● Assigned task:
Word for word, retype the first line of the records and every following line through the one containing "and plan the".

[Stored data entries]
_____
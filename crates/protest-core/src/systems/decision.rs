//! Movement Decision Model
//!
//! One pipeline for every agent kind: classify the frozen percept, adjust
//! the inherent desire vector for the agent's kind and state, score each
//! viable destination by the distance-weighted dot product, and plan the
//! cheapest move. A configured fallibility probability swaps the rational
//! choice for a random viable cell.

use bevy_ecs::prelude::*;
use rand::seq::SliceRandom;
use rand::Rng;

use crate::components::agent::{
    AgentId, Category, Citizen, CitizenKind, CitizenState, DesireVector, Enforcer, PlannedMove,
    PlannedState, Position, VisionRadius,
};
use crate::components::grid::{Cell, Neighborhood};
use crate::config::SimParams;
use crate::systems::snapshot::GridView;
use crate::systems::unrest;
use crate::SimRng;

/// State-dependent adjustments to the inherent desire vector, in slot
/// order [violent, active, quiet, enforcer, media, flag, obstacle].
pub mod desire_deltas {
    /// Quiet citizens of any kind keep their distance from enforcers and
    /// flags.
    pub const QUIET: [f32; 7] = [0.0, 0.0, 1.0, -2.0, 0.0, -2.0, 0.0];
    /// Active hardcore citizens drift toward the action.
    pub const HARDCORE_ACTIVE: [f32; 7] = [1.0, 1.0, 0.0, 0.0, 0.0, 1.0, 0.0];
    /// Violent hardcore citizens push toward other violent agents, the
    /// flags, and the enforcer line.
    pub const HARDCORE_VIOLENT: [f32; 7] = [2.0, 0.0, 0.0, 1.0, 0.0, 2.0, 0.0];
    /// Active hangers-on follow the crowd.
    pub const HANGER_ON_ACTIVE: [f32; 7] = [1.0, 1.0, 0.0, 0.0, 0.0, 0.0, 0.0];
    /// Active observers edge toward the protest without joining it.
    pub const OBSERVER_ACTIVE: [f32; 7] = [0.0, 1.0, 0.0, 0.0, 0.0, 0.0, 0.0];
}

/// Radius of the candidate-move neighborhood.
const MOVE_RADIUS: i32 = 1;

/// The desire vector an agent actually moves by this tick.
///
/// Citizens get a (kind, state)-keyed additive delta; hangers-on and
/// observers that have escalated to violence mimic the model-wide hardcore
/// vector instead of adjusting their own. Non-citizens move by their
/// inherent vector unchanged.
pub fn adjusted_desire(
    inherent: &DesireVector,
    citizen: Option<&Citizen>,
    params: &SimParams,
) -> [f32; Category::COUNT] {
    let Some(citizen) = citizen else {
        return inherent.0;
    };

    let delta = match (citizen.kind, citizen.state) {
        (_, CitizenState::Quiet) => desire_deltas::QUIET,
        (CitizenKind::Hardcore, CitizenState::Active) => desire_deltas::HARDCORE_ACTIVE,
        (CitizenKind::Hardcore, CitizenState::Violent) => desire_deltas::HARDCORE_VIOLENT,
        (CitizenKind::HangerOn, CitizenState::Active) => desire_deltas::HANGER_ON_ACTIVE,
        (CitizenKind::Observer, CitizenState::Active) => desire_deltas::OBSERVER_ACTIVE,
        // Escalation mimicry: milder kinds adopt the hardcore vector
        // wholesale once violent.
        (CitizenKind::HangerOn | CitizenKind::Observer, CitizenState::Violent) => {
            return params.hardcore_desires;
        }
        // Fighting citizens do not move; the vector is unused.
        (_, CitizenState::Fighting) => return inherent.0,
    };

    let mut adjusted = inherent.0;
    for (slot, d) in adjusted.iter_mut().zip(delta.iter()) {
        *slot += d;
    }
    adjusted
}

/// Movement penalty of a candidate destination.
///
/// Distances from every occupied percept cell accumulate into that cell's
/// category bucket; flags accumulate from the whole grid rather than the
/// percept. The penalty is the dot product of the unit-normalized desire
/// vector with the buckets, so strongly desired categories make nearby
/// cells cheap.
pub fn penalty_of(
    view: &GridView,
    percept: &[Cell],
    desire: &[f32; Category::COUNT],
    candidate: Cell,
    origin: Cell,
    vision_radius: i32,
) -> f32 {
    if view.extent().chebyshev(origin, candidate) > vision_radius {
        panic!(
            "candidate ({}, {}) outside the percept of ({}, {})",
            candidate.x, candidate.y, origin.x, origin.y
        );
    }

    let unit = DesireVector::unit(desire);
    let mut buckets = [0.0f32; Category::COUNT];
    for &cell in percept {
        // The flag bucket is filled from the global pass below.
        match view.category_at(cell) {
            Some(Category::Flag) | None => {}
            Some(category) => buckets[category.index()] += cell.distance_to(candidate),
        }
    }
    for &flag in view.flags() {
        buckets[Category::Flag.index()] += flag.distance_to(candidate);
    }

    unit.iter().zip(buckets.iter()).map(|(d, b)| d * b).sum()
}

/// System: plan every mobile agent's destination and every free citizen's
/// next state, in randomized order, against the frozen view.
///
/// Fighting, arrested, engaged, and frozen agents plan nothing; their
/// immobility is enforced again at commit time.
pub fn plan_agents(
    mut rng: ResMut<SimRng>,
    params: Res<SimParams>,
    view: Res<GridView>,
    mut agents: Query<(
        Entity,
        &AgentId,
        &Position,
        &VisionRadius,
        &DesireVector,
        &mut PlannedMove,
        &mut PlannedState,
        Option<&Citizen>,
        Option<&Enforcer>,
    )>,
) {
    // Deterministic base order, then a seeded shuffle: the decision order
    // is random but reproducible.
    let mut order: Vec<(AgentId, Entity)> = agents
        .iter()
        .map(|(entity, id, ..)| (id.clone(), entity))
        .collect();
    order.sort();
    let mut entities: Vec<Entity> = order.into_iter().map(|(_, entity)| entity).collect();
    entities.shuffle(&mut rng.0);

    for entity in entities {
        let Ok((_, _, position, vision, desire, mut planned_move, mut planned_state, citizen, enforcer)) =
            agents.get_mut(entity)
        else {
            continue;
        };

        planned_move.0 = None;
        planned_state.0 = None;

        // Incarcerated citizens have no position and take no decisions.
        let Some(origin) = position.0 else {
            continue;
        };

        if let Some(citizen) = citizen {
            if citizen.is_restrained() {
                continue;
            }
            let summary = unrest::survey(&view, origin, vision.0);
            planned_state.0 = Some(unrest::next_state(citizen, &summary, &params));
        }
        if enforcer.map_or(false, |e| e.engaged || e.frozen) {
            continue;
        }

        let candidates: Vec<Cell> = view
            .neighborhood(origin, MOVE_RADIUS, Neighborhood::Square)
            .into_iter()
            .filter(|&cell| view.is_empty(cell))
            .collect();
        if candidates.is_empty() {
            continue;
        }

        let percept = view.neighborhood(origin, vision.0, Neighborhood::Square);
        let desire = adjusted_desire(desire, citizen, &params);

        let mut best = candidates[0];
        let mut best_penalty = penalty_of(&view, &percept, &desire, best, origin, vision.0);
        for &candidate in &candidates[1..] {
            let penalty = penalty_of(&view, &percept, &desire, candidate, origin, vision.0);
            if penalty < best_penalty {
                best = candidate;
                best_penalty = penalty;
            }
        }

        // Bounded rationality: sometimes the percept is not fully evaluated.
        if rng.0.gen::<f32>() < params.move_fallibility {
            best = *candidates
                .choose(&mut rng.0)
                .expect("candidates checked non-empty");
        }

        planned_move.0 = Some(best);
    }
}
_____
● Answer space:
filename crates/protest-core/src/systems/decision.rs
//! Movement Decision Model
//!
//! One pipeline for every agent kind: classify the frozen percept, adjust
//! the inherent desire vector for the agent's kind and state, score each
//! viable destination by the distance-weighted dot product, and plan the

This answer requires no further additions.